Mass digitisation of historical community newspapers
Your Stories
Local history is integral in shaping our communities, and the preservation of these stories and records for the future is vital. The goal of our Your Stories project is to digitise, and make available, all historical newspapers (from 1840 to 2000) that are at risk of loss or decay. This will ensure that the stories and histories from diverse communities right across urban and rural New Zealand are preserved for current and future generations.
Why Newspapers?
Newspapers are comprehensive records that capture local events, stories, and knowledge all about the tāngata, businesses, clubs, and organisations that build a community. Preserving a community’s history is crucial to understanding who we are, and our tūrangawaewae.
A significant number of these newspapers are stored in poor conditions, often looked after by volunteer community groups. They are fragile documents, not easily accessed by the public and are deteriorating year after year.
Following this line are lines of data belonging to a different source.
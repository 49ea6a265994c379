//! Librato CLI
//!
//! Command-line interface for the Librato metrics API

use clap::Parser;
use librato::cli::{Cli, Runner};

#[tokio::main]
async fn main() {
    let cli = Cli::parse();
    let runner = Runner::new(cli);

    let result = match runner.load_config() {
        Ok(config) => {
            // Initialize logging
            tracing_subscriber::fmt()
                .with_env_filter(
                    tracing_subscriber::EnvFilter::from_default_env()
                        .add_directive(runner.log_level(&config).into()),
                )
                .with_writer(std::io::stderr)
                .init();

            runner.run(&config).await
        }
        Err(e) => Err(e),
    };

    if let Err(e) = result {
        eprintln!("Error: {e}");
        std::process::exit(1);
    }
}
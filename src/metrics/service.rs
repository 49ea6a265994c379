//! Metrics API endpoints

use super::types::{ListMetricsBody, ListMetricsOptions, ListMetricsResponse, Metric};
use crate::error::{Error, Result};
use crate::http::{HttpClient, RequestConfig};
use futures::stream::{self, Stream, TryStreamExt};
use tracing::{debug, warn};

/// Metrics API
#[derive(Debug, Clone, Copy)]
pub struct MetricsService<'a> {
    http: &'a HttpClient,
}

impl<'a> MetricsService<'a> {
    pub(crate) fn new(http: &'a HttpClient) -> Self {
        Self { http }
    }

    /// List one page of metrics
    ///
    /// The returned `next_page` is computed from the page metadata and the
    /// sort options in `options.page`.
    pub async fn list(&self, options: &ListMetricsOptions) -> Result<ListMetricsResponse> {
        let url = self.http.endpoint(&["metrics"])?;
        let config = RequestConfig::new().queries(options.query_params());

        let body: ListMetricsBody = self.http.get_json_with_config(&url, config).await?;
        let next_page = body.query.next_page(options.page.as_ref());

        debug!(
            offset = body.query.offset,
            length = body.query.length,
            found = body.query.found,
            has_next = next_page.is_some(),
            "Listed metrics page"
        );

        Ok(ListMetricsResponse {
            metrics: body.metrics,
            this_page: body.query,
            next_page,
        })
    }

    /// Lazily walk every page, starting from `options`
    ///
    /// Stops after the last page, on the first error, or when the server
    /// returns an empty page that would not move the offset forward.
    pub fn pages(
        &self,
        options: ListMetricsOptions,
    ) -> impl Stream<Item = Result<ListMetricsResponse>> + 'a {
        let service = *self;
        stream::try_unfold(Some(options), move |state| async move {
            let Some(options) = state else {
                return Ok(None);
            };

            let page = service.list(&options).await?;
            let next = if page.this_page.length == 0 && page.next_page.is_some() {
                warn!(
                    offset = page.this_page.offset,
                    found = page.this_page.found,
                    "Empty page before end of results, stopping"
                );
                None
            } else {
                page.next_options(&options)
            };

            Ok::<_, Error>(Some((page, next)))
        })
    }

    /// Fetch every page and return all metrics in order
    pub async fn list_all(&self, options: ListMetricsOptions) -> Result<Vec<Metric>> {
        let pages: Vec<ListMetricsResponse> = self.pages(options).try_collect().await?;
        Ok(pages.into_iter().flat_map(|page| page.metrics).collect())
    }

    /// Update a metric by name
    pub async fn update(&self, metric: &Metric) -> Result<()> {
        if metric.name.trim().is_empty() {
            return Err(Error::validation("metric name must not be empty"));
        }

        let url = self.http.endpoint(&["metrics", &metric.name])?;
        let body = serde_json::to_value(metric)?;

        self.http
            .put_with_config(&url, RequestConfig::new().json(body))
            .await?;

        debug!(metric = %metric.name, "Updated metric");
        Ok(())
    }
}
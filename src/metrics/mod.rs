//! Metrics module
//!
//! Typed access to the Librato `/metrics` endpoints: paginated listing and
//! updating a single metric by name.

mod service;
mod types;

pub use service::MetricsService;
pub use types::{DisplayBound, ListMetricsOptions, ListMetricsResponse, Metric, MetricAttributes};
Without urgent preservation, these stories will be missing from our nation’s kōrero.
Who Benefits?
The need has been identified within the library sector, community sector, by individuals, and at the Government level. It is also backed by the use statistics for newspapers that have already been digitised via the National Library’s Papers Past – one of our country’s most researched databases/websites. We have received many letters of endorsement that speak to why this mahi needs to be done and praise the work our Trust is undertaking and intends to do.
At the Government level, there have been calls to increase our digital literacy, bring more things online, and reflect Aotearoa’s history in the education curriculum. The Government has acknowledged that fragile culture and heritage collections at risk of loss should be preserved and have made budget decisions to further these aims. COVID has exacerbated the problem. Creating an online resource re-opens access to our culture and heritage, and provides previously unavailable resources to schools and researchers.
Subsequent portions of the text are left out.